About this task
Take each line of the entries below that contains "ConsumerTransportConnected" and copy it.

[Collected data entries]
=== Begin Enclosure ===

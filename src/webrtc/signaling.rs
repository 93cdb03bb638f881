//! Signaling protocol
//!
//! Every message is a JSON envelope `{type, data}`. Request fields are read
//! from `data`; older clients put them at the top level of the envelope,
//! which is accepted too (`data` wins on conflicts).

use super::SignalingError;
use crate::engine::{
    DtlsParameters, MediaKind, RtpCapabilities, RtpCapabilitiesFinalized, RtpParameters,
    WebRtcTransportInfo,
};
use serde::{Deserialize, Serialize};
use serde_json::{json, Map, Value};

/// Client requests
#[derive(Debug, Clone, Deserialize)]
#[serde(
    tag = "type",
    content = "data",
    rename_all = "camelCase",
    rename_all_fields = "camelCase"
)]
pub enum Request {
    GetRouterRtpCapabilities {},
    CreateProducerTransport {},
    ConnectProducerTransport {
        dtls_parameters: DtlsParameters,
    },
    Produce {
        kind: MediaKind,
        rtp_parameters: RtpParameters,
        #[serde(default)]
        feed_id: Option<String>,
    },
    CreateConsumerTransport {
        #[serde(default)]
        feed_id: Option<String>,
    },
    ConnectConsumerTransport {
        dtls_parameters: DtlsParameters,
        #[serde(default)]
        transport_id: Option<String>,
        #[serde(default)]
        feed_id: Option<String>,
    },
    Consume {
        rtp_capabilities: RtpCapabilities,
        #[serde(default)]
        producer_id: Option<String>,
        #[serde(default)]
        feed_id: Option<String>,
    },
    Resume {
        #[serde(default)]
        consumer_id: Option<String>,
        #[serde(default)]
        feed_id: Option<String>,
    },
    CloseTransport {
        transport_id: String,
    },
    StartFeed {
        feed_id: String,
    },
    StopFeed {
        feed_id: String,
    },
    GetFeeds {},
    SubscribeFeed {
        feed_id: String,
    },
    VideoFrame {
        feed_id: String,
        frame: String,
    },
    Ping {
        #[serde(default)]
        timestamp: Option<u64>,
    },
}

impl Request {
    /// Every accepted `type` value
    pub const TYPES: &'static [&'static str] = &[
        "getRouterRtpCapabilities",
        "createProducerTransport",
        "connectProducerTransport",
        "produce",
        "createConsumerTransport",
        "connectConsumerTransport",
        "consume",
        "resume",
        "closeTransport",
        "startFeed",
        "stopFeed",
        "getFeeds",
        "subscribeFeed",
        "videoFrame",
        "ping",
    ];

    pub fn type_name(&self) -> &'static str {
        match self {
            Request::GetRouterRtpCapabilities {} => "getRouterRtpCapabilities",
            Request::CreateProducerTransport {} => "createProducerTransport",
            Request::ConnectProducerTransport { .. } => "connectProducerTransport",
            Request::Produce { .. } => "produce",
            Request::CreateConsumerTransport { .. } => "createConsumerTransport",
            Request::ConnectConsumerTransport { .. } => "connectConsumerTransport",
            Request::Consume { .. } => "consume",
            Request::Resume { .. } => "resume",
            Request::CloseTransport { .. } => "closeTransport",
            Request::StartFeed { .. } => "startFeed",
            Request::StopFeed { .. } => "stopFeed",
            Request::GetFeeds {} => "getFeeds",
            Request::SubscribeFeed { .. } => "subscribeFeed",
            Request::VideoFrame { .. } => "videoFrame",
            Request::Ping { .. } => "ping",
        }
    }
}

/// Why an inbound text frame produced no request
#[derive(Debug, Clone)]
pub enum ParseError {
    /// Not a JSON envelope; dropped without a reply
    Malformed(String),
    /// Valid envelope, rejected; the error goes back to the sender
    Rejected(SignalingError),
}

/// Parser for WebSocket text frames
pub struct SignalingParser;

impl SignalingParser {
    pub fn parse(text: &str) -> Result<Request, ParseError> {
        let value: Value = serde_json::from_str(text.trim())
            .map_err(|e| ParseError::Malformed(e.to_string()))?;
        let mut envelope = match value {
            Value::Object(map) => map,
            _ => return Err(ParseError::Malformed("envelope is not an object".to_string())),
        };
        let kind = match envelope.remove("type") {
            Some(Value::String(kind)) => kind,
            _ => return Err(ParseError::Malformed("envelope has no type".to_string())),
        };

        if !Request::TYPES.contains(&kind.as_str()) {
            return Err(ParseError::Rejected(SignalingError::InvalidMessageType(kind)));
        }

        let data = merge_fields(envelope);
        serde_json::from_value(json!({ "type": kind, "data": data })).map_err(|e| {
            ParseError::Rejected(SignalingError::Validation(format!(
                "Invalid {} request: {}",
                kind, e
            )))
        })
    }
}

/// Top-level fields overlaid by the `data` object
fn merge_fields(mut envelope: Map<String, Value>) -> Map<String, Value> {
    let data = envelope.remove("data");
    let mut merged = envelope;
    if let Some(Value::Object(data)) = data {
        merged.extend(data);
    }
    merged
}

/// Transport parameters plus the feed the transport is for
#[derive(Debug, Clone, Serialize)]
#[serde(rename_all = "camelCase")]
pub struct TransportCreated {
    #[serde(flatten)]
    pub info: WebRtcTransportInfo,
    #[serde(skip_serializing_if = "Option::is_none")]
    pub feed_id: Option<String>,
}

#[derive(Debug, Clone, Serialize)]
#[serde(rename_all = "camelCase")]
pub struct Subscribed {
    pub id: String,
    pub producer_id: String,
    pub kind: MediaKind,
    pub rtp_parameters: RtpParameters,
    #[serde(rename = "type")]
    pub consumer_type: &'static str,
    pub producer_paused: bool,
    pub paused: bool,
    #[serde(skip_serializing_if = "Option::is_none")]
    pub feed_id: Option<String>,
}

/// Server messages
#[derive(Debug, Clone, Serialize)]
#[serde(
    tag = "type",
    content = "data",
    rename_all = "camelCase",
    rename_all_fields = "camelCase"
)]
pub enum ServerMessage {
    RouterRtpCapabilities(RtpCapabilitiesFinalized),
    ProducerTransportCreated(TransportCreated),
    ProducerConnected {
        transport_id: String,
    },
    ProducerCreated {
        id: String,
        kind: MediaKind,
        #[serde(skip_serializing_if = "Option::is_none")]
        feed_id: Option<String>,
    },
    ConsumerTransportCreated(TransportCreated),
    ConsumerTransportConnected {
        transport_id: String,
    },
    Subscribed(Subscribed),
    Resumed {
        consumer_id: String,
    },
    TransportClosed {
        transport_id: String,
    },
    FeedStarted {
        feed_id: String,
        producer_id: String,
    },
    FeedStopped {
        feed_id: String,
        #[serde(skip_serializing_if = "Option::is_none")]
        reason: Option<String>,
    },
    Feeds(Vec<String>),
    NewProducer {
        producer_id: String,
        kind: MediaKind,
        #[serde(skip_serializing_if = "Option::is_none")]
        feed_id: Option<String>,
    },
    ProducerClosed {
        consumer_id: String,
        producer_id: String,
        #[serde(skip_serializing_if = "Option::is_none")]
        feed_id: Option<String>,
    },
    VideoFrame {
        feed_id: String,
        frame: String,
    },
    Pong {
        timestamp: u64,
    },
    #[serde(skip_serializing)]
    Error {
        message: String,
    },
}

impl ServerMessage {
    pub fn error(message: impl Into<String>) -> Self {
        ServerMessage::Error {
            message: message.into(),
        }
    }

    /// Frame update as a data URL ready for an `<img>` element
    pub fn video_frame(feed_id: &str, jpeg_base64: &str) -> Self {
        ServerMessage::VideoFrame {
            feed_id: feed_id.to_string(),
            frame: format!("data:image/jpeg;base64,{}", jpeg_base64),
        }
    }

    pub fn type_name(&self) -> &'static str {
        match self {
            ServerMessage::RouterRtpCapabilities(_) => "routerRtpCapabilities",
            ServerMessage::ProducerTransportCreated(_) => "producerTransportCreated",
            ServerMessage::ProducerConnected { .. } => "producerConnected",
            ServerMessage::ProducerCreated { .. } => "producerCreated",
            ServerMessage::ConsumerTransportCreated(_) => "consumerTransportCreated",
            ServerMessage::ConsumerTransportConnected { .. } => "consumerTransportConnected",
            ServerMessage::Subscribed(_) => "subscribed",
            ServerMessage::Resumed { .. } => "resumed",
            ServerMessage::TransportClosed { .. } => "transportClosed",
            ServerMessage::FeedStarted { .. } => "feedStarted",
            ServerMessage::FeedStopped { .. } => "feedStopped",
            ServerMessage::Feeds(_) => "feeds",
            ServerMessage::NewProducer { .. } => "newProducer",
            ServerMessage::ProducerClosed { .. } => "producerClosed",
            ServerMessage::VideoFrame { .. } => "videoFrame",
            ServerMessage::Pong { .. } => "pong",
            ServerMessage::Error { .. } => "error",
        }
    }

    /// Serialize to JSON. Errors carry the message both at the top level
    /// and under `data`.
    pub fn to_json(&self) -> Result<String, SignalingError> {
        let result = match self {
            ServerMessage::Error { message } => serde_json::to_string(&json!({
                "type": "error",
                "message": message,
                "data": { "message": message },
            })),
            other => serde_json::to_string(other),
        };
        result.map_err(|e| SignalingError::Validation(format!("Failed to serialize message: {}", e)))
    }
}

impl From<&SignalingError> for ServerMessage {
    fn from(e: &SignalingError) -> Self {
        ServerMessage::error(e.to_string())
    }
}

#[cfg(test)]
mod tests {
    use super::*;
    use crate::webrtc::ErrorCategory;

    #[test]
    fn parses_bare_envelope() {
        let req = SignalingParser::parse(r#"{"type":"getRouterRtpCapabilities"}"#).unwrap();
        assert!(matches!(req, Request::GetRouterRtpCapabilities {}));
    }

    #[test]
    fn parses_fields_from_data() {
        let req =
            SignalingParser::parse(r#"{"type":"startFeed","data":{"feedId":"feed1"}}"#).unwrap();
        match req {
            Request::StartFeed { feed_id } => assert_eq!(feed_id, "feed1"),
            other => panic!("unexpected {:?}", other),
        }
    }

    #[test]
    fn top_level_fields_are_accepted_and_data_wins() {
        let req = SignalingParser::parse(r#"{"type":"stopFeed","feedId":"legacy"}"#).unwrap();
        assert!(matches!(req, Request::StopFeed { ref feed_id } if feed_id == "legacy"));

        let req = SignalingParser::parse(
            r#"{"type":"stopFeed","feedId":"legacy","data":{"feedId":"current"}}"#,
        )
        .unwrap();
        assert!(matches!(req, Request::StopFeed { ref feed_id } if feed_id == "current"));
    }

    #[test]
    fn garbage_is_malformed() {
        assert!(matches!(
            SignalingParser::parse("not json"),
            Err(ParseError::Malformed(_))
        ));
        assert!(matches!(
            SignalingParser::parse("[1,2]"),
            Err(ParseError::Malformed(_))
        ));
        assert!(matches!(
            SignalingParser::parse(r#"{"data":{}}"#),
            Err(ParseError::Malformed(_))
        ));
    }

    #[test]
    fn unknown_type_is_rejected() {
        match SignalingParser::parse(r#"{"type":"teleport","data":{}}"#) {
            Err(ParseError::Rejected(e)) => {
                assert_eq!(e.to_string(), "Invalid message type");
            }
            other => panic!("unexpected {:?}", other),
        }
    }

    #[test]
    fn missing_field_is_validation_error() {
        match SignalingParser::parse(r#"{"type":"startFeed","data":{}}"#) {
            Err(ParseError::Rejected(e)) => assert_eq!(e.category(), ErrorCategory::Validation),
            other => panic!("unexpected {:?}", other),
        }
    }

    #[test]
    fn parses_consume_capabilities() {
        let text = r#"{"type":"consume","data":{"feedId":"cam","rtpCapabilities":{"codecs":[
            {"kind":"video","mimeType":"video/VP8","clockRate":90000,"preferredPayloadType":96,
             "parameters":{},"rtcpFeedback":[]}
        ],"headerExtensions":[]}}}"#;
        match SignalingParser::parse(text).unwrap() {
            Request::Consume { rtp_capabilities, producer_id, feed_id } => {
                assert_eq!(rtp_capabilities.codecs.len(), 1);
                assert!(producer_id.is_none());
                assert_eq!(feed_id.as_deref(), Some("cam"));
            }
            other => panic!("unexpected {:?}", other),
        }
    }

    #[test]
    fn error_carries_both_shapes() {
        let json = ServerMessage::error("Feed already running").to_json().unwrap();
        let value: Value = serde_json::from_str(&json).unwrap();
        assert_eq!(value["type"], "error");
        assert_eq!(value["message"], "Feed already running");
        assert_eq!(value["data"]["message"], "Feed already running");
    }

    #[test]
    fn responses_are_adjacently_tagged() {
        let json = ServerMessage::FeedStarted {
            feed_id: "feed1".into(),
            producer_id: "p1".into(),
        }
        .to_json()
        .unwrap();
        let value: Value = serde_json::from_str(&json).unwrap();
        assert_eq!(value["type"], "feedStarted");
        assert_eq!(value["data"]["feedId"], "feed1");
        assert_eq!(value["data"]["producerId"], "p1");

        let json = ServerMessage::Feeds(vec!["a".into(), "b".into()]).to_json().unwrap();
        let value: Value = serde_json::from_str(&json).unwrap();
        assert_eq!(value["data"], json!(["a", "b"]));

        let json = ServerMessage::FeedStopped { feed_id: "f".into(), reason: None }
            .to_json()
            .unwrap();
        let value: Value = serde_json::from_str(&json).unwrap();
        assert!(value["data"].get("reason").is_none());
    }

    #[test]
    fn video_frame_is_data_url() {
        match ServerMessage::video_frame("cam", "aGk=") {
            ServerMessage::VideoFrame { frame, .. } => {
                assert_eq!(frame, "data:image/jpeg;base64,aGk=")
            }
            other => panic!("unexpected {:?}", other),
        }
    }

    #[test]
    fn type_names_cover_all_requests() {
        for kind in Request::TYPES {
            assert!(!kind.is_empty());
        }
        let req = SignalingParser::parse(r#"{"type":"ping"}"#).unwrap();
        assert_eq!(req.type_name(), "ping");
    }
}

=== End Enclosure ===
=== Begin Enclosure ===

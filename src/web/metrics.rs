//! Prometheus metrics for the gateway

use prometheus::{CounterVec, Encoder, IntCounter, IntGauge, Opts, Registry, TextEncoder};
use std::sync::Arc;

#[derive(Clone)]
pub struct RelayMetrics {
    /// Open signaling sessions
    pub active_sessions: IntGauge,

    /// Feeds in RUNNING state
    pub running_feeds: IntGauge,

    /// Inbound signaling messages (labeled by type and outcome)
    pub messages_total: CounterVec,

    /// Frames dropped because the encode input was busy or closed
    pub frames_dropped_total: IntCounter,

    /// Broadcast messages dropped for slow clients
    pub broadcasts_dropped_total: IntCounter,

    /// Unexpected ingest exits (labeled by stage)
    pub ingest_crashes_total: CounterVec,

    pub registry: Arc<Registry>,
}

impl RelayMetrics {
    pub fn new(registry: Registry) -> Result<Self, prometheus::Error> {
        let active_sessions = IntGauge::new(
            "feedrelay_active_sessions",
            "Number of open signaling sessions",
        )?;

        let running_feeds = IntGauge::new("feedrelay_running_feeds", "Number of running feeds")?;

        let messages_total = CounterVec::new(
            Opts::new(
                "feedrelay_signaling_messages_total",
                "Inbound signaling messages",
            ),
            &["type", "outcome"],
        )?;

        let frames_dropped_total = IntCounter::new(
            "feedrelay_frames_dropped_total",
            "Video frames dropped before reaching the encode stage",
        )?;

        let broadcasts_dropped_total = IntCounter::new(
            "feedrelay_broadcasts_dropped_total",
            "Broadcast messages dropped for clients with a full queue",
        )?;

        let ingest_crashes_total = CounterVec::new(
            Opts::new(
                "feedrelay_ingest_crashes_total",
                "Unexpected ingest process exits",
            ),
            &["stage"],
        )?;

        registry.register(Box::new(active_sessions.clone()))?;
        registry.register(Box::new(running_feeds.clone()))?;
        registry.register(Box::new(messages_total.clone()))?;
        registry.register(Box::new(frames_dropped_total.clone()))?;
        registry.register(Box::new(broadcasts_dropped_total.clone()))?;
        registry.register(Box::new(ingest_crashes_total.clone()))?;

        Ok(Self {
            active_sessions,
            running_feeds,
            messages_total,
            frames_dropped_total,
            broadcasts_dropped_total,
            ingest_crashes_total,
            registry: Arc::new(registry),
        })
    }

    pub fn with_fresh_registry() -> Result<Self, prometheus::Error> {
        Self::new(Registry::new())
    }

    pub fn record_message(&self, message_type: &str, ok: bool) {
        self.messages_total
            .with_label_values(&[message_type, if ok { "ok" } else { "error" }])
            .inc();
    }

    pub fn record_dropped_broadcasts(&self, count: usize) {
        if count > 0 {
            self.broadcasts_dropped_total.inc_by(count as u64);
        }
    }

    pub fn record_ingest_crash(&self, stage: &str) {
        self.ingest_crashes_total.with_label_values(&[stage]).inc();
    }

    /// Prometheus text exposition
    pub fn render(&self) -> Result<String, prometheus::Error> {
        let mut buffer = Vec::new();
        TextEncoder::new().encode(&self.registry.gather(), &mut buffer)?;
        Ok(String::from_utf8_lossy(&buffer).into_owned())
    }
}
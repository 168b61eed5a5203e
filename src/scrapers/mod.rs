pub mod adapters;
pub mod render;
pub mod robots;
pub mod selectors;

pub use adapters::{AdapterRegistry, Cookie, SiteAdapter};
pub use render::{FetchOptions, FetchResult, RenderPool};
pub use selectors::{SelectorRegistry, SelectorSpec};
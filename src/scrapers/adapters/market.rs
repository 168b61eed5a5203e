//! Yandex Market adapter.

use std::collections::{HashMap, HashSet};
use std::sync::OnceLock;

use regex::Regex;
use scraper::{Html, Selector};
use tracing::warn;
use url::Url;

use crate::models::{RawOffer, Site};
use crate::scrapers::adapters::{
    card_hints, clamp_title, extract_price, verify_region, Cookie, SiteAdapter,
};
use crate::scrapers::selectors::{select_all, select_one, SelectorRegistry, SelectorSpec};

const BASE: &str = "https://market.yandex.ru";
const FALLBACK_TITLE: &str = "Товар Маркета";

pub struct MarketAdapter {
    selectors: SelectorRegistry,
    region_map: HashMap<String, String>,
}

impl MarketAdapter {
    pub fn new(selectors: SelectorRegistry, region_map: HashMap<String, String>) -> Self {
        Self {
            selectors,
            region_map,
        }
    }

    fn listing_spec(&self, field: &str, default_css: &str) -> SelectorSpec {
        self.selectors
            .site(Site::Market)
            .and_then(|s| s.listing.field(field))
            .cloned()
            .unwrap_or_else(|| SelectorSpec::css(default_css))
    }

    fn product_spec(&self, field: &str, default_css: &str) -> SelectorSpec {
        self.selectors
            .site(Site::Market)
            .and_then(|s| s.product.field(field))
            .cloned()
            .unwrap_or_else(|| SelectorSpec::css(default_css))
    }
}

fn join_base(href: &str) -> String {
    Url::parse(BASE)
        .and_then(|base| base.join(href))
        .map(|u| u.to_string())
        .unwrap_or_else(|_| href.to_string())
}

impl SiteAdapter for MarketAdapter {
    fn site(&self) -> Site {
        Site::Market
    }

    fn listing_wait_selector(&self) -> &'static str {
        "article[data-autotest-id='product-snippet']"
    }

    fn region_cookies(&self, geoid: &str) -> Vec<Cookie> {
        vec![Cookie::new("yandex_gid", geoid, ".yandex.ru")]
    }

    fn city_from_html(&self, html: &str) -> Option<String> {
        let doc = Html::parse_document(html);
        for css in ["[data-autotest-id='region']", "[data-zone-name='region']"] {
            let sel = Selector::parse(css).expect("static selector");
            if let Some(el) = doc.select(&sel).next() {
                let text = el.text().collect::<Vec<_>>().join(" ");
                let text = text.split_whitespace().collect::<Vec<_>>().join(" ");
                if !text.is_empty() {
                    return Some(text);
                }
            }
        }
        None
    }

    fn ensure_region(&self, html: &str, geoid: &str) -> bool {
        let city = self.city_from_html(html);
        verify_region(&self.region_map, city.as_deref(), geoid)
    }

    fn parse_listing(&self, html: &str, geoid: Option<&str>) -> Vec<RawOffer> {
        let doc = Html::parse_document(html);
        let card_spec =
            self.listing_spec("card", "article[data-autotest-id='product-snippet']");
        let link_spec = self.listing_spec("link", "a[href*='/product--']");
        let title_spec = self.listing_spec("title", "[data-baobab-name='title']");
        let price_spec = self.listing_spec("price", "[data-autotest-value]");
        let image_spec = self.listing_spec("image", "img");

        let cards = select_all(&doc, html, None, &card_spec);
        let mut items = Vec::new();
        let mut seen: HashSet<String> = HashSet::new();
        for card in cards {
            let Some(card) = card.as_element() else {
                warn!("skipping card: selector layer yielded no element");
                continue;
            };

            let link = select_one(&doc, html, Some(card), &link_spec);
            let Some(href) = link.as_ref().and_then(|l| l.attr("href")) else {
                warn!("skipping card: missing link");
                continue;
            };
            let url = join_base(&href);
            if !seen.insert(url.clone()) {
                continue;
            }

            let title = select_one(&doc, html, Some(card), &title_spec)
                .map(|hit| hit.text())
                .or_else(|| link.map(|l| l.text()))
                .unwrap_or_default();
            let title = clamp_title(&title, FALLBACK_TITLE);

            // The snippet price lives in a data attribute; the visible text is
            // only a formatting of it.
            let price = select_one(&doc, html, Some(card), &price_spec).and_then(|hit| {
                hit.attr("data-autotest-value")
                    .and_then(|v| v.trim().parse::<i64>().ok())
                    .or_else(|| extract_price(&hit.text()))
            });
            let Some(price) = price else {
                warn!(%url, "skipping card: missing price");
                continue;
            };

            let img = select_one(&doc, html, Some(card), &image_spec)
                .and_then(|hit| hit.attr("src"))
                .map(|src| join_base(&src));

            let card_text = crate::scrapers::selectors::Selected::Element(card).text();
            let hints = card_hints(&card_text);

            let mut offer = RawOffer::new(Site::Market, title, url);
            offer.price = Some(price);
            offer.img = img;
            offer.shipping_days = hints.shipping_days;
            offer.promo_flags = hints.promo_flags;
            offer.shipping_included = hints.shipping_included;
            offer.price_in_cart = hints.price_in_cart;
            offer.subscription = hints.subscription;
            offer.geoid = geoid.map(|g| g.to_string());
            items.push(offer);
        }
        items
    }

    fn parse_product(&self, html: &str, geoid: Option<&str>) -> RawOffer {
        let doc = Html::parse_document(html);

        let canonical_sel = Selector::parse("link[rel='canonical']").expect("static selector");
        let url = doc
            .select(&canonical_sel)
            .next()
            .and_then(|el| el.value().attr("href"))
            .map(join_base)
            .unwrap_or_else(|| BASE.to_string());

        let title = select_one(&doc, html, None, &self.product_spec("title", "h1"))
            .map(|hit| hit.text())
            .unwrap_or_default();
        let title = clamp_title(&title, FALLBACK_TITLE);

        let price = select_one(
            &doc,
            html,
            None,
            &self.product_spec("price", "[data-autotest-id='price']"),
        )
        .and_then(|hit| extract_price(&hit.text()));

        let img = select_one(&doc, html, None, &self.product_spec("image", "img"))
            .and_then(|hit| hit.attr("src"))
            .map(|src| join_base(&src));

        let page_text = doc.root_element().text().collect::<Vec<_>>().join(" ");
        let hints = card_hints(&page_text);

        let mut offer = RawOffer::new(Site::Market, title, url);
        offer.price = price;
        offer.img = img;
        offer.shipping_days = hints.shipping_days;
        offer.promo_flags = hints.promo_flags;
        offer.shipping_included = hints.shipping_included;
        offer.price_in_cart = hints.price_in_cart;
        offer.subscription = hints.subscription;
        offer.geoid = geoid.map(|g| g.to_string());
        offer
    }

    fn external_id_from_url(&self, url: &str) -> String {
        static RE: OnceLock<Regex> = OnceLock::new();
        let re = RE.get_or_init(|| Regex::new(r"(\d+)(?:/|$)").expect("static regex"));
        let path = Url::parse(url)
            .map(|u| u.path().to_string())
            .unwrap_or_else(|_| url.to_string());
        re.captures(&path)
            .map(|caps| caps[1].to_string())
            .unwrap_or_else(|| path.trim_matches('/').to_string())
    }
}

=== End Enclosure ===

Written response
    ConsumerTransportConnected {
            ServerMessage::ConsumerTransportConnected { .. } => "consumerTransportConnected",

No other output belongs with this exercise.